WORK ORDER >>
Gather the lines below that include the string "else", copying each in full.
==== RECORDS SHOWN
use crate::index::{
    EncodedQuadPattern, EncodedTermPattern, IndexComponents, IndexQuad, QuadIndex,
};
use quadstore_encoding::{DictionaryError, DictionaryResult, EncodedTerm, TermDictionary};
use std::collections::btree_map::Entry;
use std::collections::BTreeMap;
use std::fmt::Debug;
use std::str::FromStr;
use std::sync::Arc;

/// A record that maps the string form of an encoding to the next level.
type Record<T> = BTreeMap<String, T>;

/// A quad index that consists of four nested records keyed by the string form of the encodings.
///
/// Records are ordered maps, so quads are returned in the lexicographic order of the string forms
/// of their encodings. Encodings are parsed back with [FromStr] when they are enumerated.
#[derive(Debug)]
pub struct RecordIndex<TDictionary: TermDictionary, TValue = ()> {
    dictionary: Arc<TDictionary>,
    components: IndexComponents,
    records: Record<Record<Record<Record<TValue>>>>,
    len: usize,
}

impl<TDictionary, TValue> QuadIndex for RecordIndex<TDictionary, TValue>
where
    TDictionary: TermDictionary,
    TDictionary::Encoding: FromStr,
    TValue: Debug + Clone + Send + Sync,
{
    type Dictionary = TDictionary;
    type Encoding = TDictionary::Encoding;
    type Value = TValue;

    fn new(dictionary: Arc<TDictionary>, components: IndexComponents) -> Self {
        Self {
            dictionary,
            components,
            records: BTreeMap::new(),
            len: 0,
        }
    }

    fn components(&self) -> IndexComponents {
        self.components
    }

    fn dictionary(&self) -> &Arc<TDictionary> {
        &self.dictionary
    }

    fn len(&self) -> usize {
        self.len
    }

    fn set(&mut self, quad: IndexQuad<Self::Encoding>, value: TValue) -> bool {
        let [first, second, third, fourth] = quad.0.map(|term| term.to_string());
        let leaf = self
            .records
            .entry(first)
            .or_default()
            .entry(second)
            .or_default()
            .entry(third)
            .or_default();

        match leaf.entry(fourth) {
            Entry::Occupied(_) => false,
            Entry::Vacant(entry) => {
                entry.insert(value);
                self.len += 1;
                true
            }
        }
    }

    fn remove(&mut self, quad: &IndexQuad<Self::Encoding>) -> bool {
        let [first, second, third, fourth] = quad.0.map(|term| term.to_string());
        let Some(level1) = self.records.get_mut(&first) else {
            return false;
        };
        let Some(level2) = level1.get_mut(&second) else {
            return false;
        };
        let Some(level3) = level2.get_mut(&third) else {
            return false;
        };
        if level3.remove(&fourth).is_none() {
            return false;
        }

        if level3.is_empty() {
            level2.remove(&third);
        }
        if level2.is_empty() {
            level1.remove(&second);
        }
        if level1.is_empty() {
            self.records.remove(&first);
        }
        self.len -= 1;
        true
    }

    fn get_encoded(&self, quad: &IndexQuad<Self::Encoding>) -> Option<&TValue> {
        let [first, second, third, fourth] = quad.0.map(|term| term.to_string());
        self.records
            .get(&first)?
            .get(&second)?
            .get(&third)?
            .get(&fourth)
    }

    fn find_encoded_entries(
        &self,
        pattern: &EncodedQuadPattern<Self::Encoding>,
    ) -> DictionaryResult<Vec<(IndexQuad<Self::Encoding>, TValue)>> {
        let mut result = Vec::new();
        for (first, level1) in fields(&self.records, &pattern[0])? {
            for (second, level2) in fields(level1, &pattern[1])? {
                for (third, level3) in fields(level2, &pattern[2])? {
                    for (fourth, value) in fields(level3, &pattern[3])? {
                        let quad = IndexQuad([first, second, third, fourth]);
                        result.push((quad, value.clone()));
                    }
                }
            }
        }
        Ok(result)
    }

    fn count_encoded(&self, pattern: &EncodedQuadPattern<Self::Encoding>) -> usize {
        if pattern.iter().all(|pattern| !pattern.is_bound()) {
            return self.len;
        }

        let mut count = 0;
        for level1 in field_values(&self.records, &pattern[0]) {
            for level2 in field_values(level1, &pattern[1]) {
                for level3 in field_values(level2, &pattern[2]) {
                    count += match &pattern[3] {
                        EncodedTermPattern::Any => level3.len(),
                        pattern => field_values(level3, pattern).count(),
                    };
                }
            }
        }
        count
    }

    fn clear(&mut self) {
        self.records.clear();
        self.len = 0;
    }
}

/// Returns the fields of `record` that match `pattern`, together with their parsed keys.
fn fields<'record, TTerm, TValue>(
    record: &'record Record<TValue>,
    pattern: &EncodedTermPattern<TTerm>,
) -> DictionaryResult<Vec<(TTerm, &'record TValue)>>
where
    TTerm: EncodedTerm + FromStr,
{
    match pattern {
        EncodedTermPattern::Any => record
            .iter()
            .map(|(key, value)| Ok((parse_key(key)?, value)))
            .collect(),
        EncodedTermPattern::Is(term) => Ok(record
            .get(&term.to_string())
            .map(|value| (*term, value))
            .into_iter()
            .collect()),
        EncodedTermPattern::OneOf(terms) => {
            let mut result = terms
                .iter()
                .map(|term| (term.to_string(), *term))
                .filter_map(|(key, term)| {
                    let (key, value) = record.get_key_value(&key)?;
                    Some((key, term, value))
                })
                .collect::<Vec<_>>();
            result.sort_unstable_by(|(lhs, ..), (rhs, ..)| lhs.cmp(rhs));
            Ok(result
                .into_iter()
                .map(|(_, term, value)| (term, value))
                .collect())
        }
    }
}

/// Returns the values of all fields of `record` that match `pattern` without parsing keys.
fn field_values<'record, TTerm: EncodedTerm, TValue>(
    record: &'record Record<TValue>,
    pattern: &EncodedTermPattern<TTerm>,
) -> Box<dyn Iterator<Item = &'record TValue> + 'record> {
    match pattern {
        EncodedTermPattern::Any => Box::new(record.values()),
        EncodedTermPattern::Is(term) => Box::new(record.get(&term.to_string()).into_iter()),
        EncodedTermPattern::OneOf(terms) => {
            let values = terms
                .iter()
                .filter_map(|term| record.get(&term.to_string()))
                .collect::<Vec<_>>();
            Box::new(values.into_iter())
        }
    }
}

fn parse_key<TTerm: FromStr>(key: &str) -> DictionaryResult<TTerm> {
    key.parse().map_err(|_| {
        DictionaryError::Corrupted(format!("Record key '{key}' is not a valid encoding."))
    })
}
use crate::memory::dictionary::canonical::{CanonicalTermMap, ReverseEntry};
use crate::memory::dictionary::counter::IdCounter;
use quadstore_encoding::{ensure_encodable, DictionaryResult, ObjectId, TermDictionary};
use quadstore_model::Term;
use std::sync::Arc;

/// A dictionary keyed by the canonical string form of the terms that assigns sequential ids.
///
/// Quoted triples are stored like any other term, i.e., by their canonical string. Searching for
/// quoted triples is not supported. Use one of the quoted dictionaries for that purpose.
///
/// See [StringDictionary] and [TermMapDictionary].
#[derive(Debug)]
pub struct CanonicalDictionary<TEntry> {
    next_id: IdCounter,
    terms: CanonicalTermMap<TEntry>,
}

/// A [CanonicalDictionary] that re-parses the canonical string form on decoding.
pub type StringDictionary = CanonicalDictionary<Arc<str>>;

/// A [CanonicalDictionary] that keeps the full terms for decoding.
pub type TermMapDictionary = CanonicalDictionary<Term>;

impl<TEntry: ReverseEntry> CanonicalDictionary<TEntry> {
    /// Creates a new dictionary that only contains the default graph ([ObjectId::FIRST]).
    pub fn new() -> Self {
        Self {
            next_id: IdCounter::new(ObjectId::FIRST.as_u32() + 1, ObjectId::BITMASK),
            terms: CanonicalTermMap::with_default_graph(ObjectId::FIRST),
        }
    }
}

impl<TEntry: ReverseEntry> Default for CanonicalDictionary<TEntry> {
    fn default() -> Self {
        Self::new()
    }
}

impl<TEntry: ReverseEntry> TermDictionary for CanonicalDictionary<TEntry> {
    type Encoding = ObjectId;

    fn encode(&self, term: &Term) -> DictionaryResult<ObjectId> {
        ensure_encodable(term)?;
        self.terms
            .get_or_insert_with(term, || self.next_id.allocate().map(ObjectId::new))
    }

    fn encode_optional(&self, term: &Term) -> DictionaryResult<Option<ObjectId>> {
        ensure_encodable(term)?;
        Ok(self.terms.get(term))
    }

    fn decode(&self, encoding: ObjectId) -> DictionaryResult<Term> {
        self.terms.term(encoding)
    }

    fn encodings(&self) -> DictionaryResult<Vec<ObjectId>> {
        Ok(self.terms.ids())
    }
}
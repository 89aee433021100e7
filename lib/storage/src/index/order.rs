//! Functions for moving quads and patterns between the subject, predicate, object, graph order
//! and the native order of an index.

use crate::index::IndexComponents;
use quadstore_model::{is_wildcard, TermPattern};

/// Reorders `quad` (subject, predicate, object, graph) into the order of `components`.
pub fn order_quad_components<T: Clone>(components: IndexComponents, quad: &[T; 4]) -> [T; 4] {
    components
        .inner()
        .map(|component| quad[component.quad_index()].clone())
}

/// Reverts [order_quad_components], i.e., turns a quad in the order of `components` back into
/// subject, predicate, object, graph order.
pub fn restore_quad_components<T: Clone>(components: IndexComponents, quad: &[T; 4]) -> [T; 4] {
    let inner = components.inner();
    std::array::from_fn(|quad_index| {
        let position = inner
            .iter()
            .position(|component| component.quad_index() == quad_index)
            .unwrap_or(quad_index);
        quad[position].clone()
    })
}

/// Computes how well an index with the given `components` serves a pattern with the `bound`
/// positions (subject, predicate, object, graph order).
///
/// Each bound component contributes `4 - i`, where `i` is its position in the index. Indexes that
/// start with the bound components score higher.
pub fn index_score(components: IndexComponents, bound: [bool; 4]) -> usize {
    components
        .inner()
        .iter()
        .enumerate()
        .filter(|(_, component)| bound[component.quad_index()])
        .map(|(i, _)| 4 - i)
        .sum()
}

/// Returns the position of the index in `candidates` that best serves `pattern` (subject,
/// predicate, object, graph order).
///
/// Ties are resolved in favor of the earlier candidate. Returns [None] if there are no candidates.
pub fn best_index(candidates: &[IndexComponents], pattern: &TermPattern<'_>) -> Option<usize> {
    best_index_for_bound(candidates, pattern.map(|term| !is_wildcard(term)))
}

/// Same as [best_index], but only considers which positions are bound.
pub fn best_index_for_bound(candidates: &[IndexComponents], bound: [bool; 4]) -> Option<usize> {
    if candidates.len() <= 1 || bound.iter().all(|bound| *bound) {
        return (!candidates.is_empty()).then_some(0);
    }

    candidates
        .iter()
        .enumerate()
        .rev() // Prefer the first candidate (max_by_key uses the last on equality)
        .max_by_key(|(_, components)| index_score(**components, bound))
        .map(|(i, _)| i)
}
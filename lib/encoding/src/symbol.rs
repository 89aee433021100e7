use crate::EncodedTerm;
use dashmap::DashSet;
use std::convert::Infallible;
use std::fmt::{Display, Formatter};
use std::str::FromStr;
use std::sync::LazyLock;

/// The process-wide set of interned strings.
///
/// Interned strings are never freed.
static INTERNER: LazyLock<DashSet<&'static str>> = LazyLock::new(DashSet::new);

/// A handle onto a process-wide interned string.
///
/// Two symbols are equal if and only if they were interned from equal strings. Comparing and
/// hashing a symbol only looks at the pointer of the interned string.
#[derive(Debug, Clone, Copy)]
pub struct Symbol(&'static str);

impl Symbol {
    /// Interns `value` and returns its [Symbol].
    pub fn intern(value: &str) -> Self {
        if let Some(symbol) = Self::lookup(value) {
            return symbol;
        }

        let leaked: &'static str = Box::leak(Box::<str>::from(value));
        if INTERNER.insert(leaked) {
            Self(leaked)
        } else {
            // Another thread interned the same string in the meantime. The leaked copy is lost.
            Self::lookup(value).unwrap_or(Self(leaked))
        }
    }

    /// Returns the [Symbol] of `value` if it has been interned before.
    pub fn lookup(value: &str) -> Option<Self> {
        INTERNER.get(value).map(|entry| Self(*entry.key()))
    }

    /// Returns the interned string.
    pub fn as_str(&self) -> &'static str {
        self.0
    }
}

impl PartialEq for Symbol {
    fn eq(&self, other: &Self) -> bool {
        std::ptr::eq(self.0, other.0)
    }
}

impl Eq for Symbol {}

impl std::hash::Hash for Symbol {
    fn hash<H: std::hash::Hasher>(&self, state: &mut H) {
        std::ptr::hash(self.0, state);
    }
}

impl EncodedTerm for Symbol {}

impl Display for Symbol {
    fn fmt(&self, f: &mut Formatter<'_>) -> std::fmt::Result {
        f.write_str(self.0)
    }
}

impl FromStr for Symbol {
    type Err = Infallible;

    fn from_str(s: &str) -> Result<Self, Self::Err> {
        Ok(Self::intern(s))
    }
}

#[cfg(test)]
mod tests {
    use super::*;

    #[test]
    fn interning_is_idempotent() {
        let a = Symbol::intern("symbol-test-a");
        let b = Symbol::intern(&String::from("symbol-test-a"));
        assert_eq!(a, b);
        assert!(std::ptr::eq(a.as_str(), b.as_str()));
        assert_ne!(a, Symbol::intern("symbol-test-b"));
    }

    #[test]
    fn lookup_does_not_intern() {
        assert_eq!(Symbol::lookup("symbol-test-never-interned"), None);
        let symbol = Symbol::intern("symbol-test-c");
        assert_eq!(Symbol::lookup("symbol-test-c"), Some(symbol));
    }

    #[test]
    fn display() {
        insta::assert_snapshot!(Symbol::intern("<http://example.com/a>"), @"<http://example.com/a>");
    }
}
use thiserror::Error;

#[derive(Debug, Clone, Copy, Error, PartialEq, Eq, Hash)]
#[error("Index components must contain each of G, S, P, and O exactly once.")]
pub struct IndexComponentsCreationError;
========
WRITTEN REPLY >>
        let Some(level1) = self.records.get_mut(&first) else {
        let Some(level2) = level1.get_mut(&second) else {
        let Some(level3) = level2.get_mut(&third) else {
        } else {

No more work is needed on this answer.